Don't be fooled: Gold is no currency … An investment in search of a believable story …Gold is an investment in search of a story — or at least one that's true more often than not. That's not to say there aren't lots of tales told around gold … Gold bugs spun that yarn on the notion that paper currencies — especially the dollar — were having their value destroyed by reckless, money-printing central banks. We had reached a long-overdue moment, they told us, in which gold is recognized as the only reliable store of value with which to protect future purchasing power. – MSNBC
Dominant Social Theme: Gold? Fuggedaboutit.
Free-Market Analysis: Here once more we see the mainstream media taking aim at money metals. The idea is to discredit gold as an investment.
We don't understand this antipathy. (All right, perhaps we do; but we certainly don't agree with it.)
It seems to us that gold ought to be seen as part of a larger portfolio that might include silver, cash and other paper investments including stocks and bonds. But to attack metals in this way using what appears to be an obviously phony narrative is not doing anybody a service. It is just plain confusing.
The story was told relentlessly in ads narrated by stern-faced people on television channels whose viewership tended toward an older, more conservative demographic. And for many it stuck. Tens of thousands poured their money into gold coins, gold bullion and gold-based exchange-traded funds.
Gold prices have gyrated while the value of the dollar has been relatively stable.
Many of those people are still buying that story, but at the cost of a 25% loss from that 2011 peak.
The fact is gold has been a terrible hedge against the dollar, even though as a commodity denominated in greenbacks its price should rise, all things being equal, when the dollar falls and do the converse when it ascends.
Even if we resorted to a bearish case for the gold-as-currency story, pointing to how the metal's sharp decline from $1,800 in October last year to below $1,400 this month has coincided with a rebound in the dollar, our argument wouldn't survive closer scrutiny.
… A key problem for the gold bugs is that far too few people buy their story. Until gold is widely accepted as legal tender, the broader investing public simply won't treat it as a currency.
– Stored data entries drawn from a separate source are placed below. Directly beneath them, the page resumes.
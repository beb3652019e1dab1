//! Trace data model and the per-trace state machine.
//!
//! [`TraceStore`] is the authoritative in-memory model of "the current task":
//! the trace identity, the steps collected so far, aggregate metadata, and
//! the terminal outcome. It is mutated only by applying protocol events (one
//! writer, the viewer's apply loop) or by an explicit [`TraceStore::reset`].
//!
//! ## Lifecycle
//!
//! ```text
//! Idle ──agent_start──▶ AwaitingSandbox ──first agent_progress──▶ Running
//!                              │               or vnc_url_set        │
//!                              └────────────────────────────────────┐│
//!                                                                   ▼▼
//!                                     agent_complete / agent_error ▶ Terminal
//! ```
//!
//! `Terminal` is entered exactly once per trace and is irreversible; a later
//! `agent_start` begins a brand-new trace (explicit reset + reseed, never a
//! merge).
//!
//! ## Idempotency
//!
//! The transport delivers at-least-once with per-trace ordering, so the same
//! `stepId` may arrive more than once. [`TraceStore::apply_step`] dedupes by
//! `stepId`: a duplicate is a no-op and does not grow the step list.

use chrono::{DateTime, Utc};
use serde::{Deserialize, Serialize};
use serde_json::{Map, Value};

/// User feedback on a single step.
#[derive(Debug, Clone, Copy, PartialEq, Eq, Default, Serialize, Deserialize)]
#[serde(rename_all = "snake_case")]
pub enum StepEvaluation {
    Like,
    Dislike,
    #[default]
    Neutral,
}

/// User feedback on a whole trace.
#[derive(Debug, Clone, Copy, PartialEq, Eq, Default, Serialize, Deserialize)]
#[serde(rename_all = "snake_case")]
pub enum UserEvaluation {
    Success,
    Failed,
    #[default]
    NotEvaluated,
}

/// Terminal state reported by the backend in `agent_complete`.
#[derive(Debug, Clone, Copy, PartialEq, Eq, Serialize, Deserialize)]
#[serde(rename_all = "snake_case")]
pub enum FinalState {
    Success,
    Stopped,
    MaxStepsReached,
    Error,
    SandboxTimeout,
}

/// One parsed agent action (click, type, scroll, ...) within a step.
#[derive(Debug, Clone, Serialize, Deserialize)]
pub struct AgentAction {
    pub function_name: String,
    #[serde(default)]
    pub parameters: Map<String, Value>,
    #[serde(default)]
    pub description: String,
}

/// One agent perception/decision/action cycle within a trace.
///
/// `step_id` is the idempotency key; `image` is an opaque base64 payload the
/// core never inspects (the export bundle decodes it, nothing else does).
#[derive(Debug, Clone, Serialize, Deserialize)]
pub struct AgentStep {
    #[serde(rename = "traceId")]
    pub trace_id: String,
    #[serde(rename = "stepId")]
    pub step_id: String,
    pub image: String,
    #[serde(default)]
    pub duration: f64,
    #[serde(rename = "inputTokensUsed", default)]
    pub input_tokens: u64,
    #[serde(rename = "outputTokensUsed", default)]
    pub output_tokens: u64,
    #[serde(rename = "step_evaluation", default)]
    pub evaluation: StepEvaluation,
    #[serde(default)]
    pub error: Option<String>,
    #[serde(default)]
    pub thought: Option<String>,
    #[serde(default)]
    pub actions: Vec<AgentAction>,
}
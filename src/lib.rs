//! Core of the cuaview live trace viewer.
//!
//! Connects to a Computer Use Agent backend over WebSocket, maintains the
//! authoritative local model of the current trace, and exposes snapshots and
//! commands to whatever front end sits on top (the bundled terminal binary,
//! or a GUI).
//!
//! ## Modules
//!
//! ```text
//! config.rs     — JSON file / env-var configuration loading
//! client.rs     — HTTP client for the backend REST endpoints
//! connection.rs — WebSocket client with bounded auto-reconnect
//! protocol.rs   — typed decode/encode of the tagged-JSON wire messages
//! trace.rs      — agent trace data model and lifecycle state machine
//! view.rs       — live/inspect view mode logic and UI timers (pure data)
//! viewer.rs     — glue: apply loop, snapshots, outbound commands
//! export.rs     — on-disk export bundle (tasks.json + step screenshots)
//! ```

pub mod client;
pub mod config;
pub mod connection;
pub mod export;
pub mod protocol;
pub mod trace;
pub mod view;
pub mod viewer;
… Plenty of people have articulated plenty of good reasons to mistrust "quantitative easing," but that's not the same as saying they fundamentally mistrust the currencies issued by the Federal Reserve, the Bank of Japan and other practitioners of this controversial monetary stimulus strategy.
… If the global financial system again veers toward total meltdown, or if inflation is finally brought back to life, buyers will certainly return to the timeless allure of gold. But that moment too will likely prove fleeting.
Heed the warning of the last six months. Question the stories.
Okay. Let us examine the "story" then, as we are asked to do.
Here's the real story: Government is evidently and obviously out of control not just in the West but throughout the world. And people's pensions, savings and retirement accounts are suffering as a result.
Western governments in particular have just made it clear that no bank account is safe anymore (see the Cyprus mess) and BIS-affiliated central banks in particular have embarked on a terrific money printing spree.
This "easing" is bound to push stock market averages up even higher, it seems to us. But that does not invalidate holding gold and silver.
For one thing, throughout the first decade of the 2000s, gold and silver were among top performers in any asset class. The chances that gold and silver will retrace their progress back to pre-2000 levels seem fairly slim to us.
In fact, it seems evident and obvious to many in the precious metals community that physical gold and silver at any rate remain in a kind of bull market, with supplies hard to get and delivery difficult to accomplish.
This contrasts sharply with the so-called paper gold market that offers plentiful opportunities but no delivery.
Such a perspective does not preclude taking advantage of central bank money printing as we have pointed out many times before. Within the context of prudent diversification, one can place funds in a variety of paper products, commodities, real estate, etc.
One thing is certain: Printing so much money so fast will have an increasingly distortive effect on a variety of assets. Prudent diversification is the order of the day, and that would seem to include gold and silver as well as other assets.
Many who are invested in money metals will ignore such articles and with good reason. For others who are more inclined to be broadly exposed we have three words: allocate, allocate, allocate …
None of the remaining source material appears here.